Id. at *2 (alteration and omissions in original). These statements were admitted into evidence.B. Proceedings in the District Court

Dancy was charged under 18 U.S.C. § 922(g)(1), for the gun and ammunition that were in his jacket pocket, on one count of possessing a firearm and ammunition after having previously been convicted of a felony. He was not charged with being the street shooter seen by Reardon or with possession of the 9–millimeter gun, the gun more likely used in the street shooting. Dancy moved to suppress the evidence of the .22 caliber gun and ammunition, as well as the statements he made in the Brockton Police holding cell that Trooper Telford overheard.

The district court denied the motion to suppress, finding that while Trooper Walls's seizure of Dancy was an arrest, Reardon's and Walls's collective observations and knowledge were sufficient to establish probable cause for the arrest.
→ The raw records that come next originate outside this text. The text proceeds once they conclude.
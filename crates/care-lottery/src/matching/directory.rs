use std::collections::BTreeMap;
use std::io::Read;

use serde::{Deserialize, Serialize};

use super::domain::UserId;

/// Contact and location data for a registered patient.
#[derive(Debug, Clone, PartialEq, Eq, Serialize, Deserialize)]
pub struct PatientProfile {
    pub id: UserId,
    pub name: String,
    pub email: String,
    #[serde(default)]
    pub phone: Option<String>,
    #[serde(default)]
    pub state: String,
    #[serde(default)]
    pub municipality: String,
}

/// A volunteer professional and the slot they draw from.
#[derive(Debug, Clone, PartialEq, Eq, Serialize, Deserialize)]
pub struct ProfessionalProfile {
    pub id: UserId,
    pub name: String,
    pub email: String,
    #[serde(default)]
    pub phone: Option<String>,
    pub specialty: String,
    pub state: String,
    pub municipality: String,
    #[serde(default)]
    pub practice_location: Option<String>,
}

/// Identity store consulted by the matching engine. Registration lives elsewhere.
pub trait IdentityDirectory: Send + Sync {
    fn patient(&self, id: UserId) -> Result<Option<PatientProfile>, DirectoryError>;
    fn professional(&self, id: UserId) -> Result<Option<ProfessionalProfile>, DirectoryError>;
    fn has_professional(
        &self,
        specialty: &str,
        state: &str,
        municipality: &str,
    ) -> Result<bool, DirectoryError>;
}

#[derive(Debug, thiserror::Error)]
pub enum DirectoryError {
    #[error("identity directory unavailable: {0}")]
    Unavailable(String),
    #[error("invalid directory seed: {0}")]
    InvalidSeed(#[from] serde_json::Error),
}

/// JSON shape accepted by [`InMemoryDirectory::from_reader`].
#[derive(Debug, Clone, Default, Serialize, Deserialize)]
pub struct DirectorySeed {
    #[serde(default)]
    pub patients: Vec<PatientProfile>,
    #[serde(default)]
    pub professionals: Vec<ProfessionalProfile>,
}

#[derive(Debug, Clone, Default)]
pub struct InMemoryDirectory {
    patients: BTreeMap<UserId, PatientProfile>,
    professionals: BTreeMap<UserId, ProfessionalProfile>,
}

impl InMemoryDirectory {
    pub fn from_seed(seed: DirectorySeed) -> Self {
        Self {
            patients: seed
                .patients
                .into_iter()
                .map(|patient| (patient.id, patient))
                .collect(),
            professionals: seed
                .professionals
                .into_iter()
                .map(|professional| (professional.id, professional))
                .collect(),
        }
    }

    pub fn from_reader<R: Read>(reader: R) -> Result<Self, DirectoryError> {
        let seed: DirectorySeed = serde_json::from_reader(reader)?;
        Ok(Self::from_seed(seed))
    }

    /// Two professionals, three patients, used by the demo and local runs.
    pub fn sample() -> Self {
        Self::from_seed(DirectorySeed {
            professionals: vec![
                ProfessionalProfile {
                    id: UserId(1),
                    name: "Dr. João Silva".to_string(),
                    email: "dr.joao@example.com".to_string(),
                    phone: Some("11988887777".to_string()),
                    specialty: "Cardiology".to_string(),
                    state: "SP".to_string(),
                    municipality: "São Paulo".to_string(),
                    practice_location: Some("Clínica Coração Saudável".to_string()),
                },
                ProfessionalProfile {
                    id: UserId(2),
                    name: "Dra. Maria Oliveira".to_string(),
                    email: "dra.maria@example.com".to_string(),
                    phone: Some("21999998888".to_string()),
                    specialty: "Dermatology".to_string(),
                    state: "RJ".to_string(),
                    municipality: "Rio de Janeiro".to_string(),
                    practice_location: Some("Clínica Pele Limpa".to_string()),
                },
            ],
            patients: vec![
                PatientProfile {
                    id: UserId(3),
                    name: "Ana Souza".to_string(),
                    email: "ana@example.com".to_string(),
                    phone: Some("11977776666".to_string()),
                    state: "SP".to_string(),
                    municipality: "São Paulo".to_string(),
                },
                PatientProfile {
                    id: UserId(4),
                    name: "Carlos Pereira".to_string(),
                    email: "carlos@example.com".to_string(),
                    phone: Some("11955554444".to_string()),
                    state: "SP".to_string(),
                    municipality: "São Paulo".to_string(),
                },
                PatientProfile {
                    id: UserId(5),
                    name: "Beatriz Lima".to_string(),
                    email: "beatriz@example.com".to_string(),
                    phone: Some("21944443333".to_string()),
                    state: "RJ".to_string(),
                    municipality: "Rio de Janeiro".to_string(),
                },
            ],
        })
    }

    pub fn insert_patient(&mut self, patient: PatientProfile) {
        self.patients.insert(patient.id, patient);
    }

    pub fn insert_professional(&mut self, professional: ProfessionalProfile) {
        self.professionals.insert(professional.id, professional);
    }
}

impl IdentityDirectory for InMemoryDirectory {
    fn patient(&self, id: UserId) -> Result<Option<PatientProfile>, DirectoryError> {
        Ok(self.patients.get(&id).cloned())
    }

    fn professional(&self, id: UserId) -> Result<Option<ProfessionalProfile>, DirectoryError> {
        Ok(self.professionals.get(&id).cloned())
    }

    fn has_professional(
        &self,
        specialty: &str,
        state: &str,
        municipality: &str,
    ) -> Result<bool, DirectoryError> {
        Ok(self.professionals.values().any(|professional| {
            professional.specialty == specialty
                && professional.state == state
                && professional.municipality == municipality
        }))
    }
}
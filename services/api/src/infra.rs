use care_lottery::config::DirectoryConfig;
use care_lottery::error::AppError;
use care_lottery::matching::{InMemoryDirectory, Notification, Notifier, NotifyError};
use chrono::NaiveDate;
use metrics_exporter_prometheus::PrometheusHandle;
use std::fs::File;
use std::io::BufReader;
use std::sync::atomic::AtomicBool;
use std::sync::Arc;
use tracing::info;

#[derive(Clone)]
pub(crate) struct AppState {
    pub(crate) readiness: Arc<AtomicBool>,
    pub(crate) metrics: Arc<PrometheusHandle>,
}

/// Writes outgoing patient e-mail to the log instead of a mail relay.
#[derive(Debug, Clone)]
pub(crate) struct TracingNotifier {
    sender: String,
}

impl TracingNotifier {
    pub(crate) fn new(sender: impl Into<String>) -> Self {
        Self {
            sender: sender.into(),
        }
    }
}

impl Notifier for TracingNotifier {
    fn send(&self, notification: &Notification) -> Result<(), NotifyError> {
        if self.sender.trim().is_empty() {
            return Err(NotifyError::NotConfigured);
        }
        info!(
            from = %self.sender,
            to = %notification.destination,
            subject = %notification.subject,
            body = %notification.body,
            "outgoing e-mail"
        );
        Ok(())
    }
}

/// Seed file from `APP_DIRECTORY_SEED`, or the built-in sample directory.
pub(crate) fn load_directory(config: &DirectoryConfig) -> Result<InMemoryDirectory, AppError> {
    match &config.seed_path {
        Some(path) => {
            let file = File::open(path)?;
            let directory = InMemoryDirectory::from_reader(BufReader::new(file))?;
            info!(path = %path.display(), "identity directory loaded from seed file");
            Ok(directory)
        }
        None => {
            info!("identity directory seeded with sample profiles");
            Ok(InMemoryDirectory::sample())
        }
    }
}

pub(crate) fn parse_date(raw: &str) -> Result<NaiveDate, String> {
    NaiveDate::parse_from_str(raw.trim(), "%Y-%m-%d")
        .map_err(|err| format!("failed to parse '{raw}' as YYYY-MM-DD ({err})"))
}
Id. at *3. The court found that probable cause was strongly supported by Reardon's thorough physical description of the person he personally observed firing a gun unlawfully into the air, the officers' “almost immediate apprehension” of Dancy following that shooting, Dancy's immediate attempt to evade the officers, and Dancy's “furtive” motion toward his pocket that “Trooper Walls reasonably interpreted as threatening.” Id.

The court found in the alternative that the officers had reasonable suspicion justifying an investigative stop of Dancy, and that their discovery of the gun during that stop provided probable cause for the arrest. Id. at *4. Further, the court held that “even if the initial seizure of Dancy ... was unjustified, Dancy's forcible resistance to the arrest would have been an intervening act sufficient to break the chain of causation and dissipate the taint of any illegality, thereby giving the officers fresh grounds for an arrest.” Id.

Dancy was convicted after a jury trial. The PSR listed five prior state convictions as qualifying predicate offenses under the...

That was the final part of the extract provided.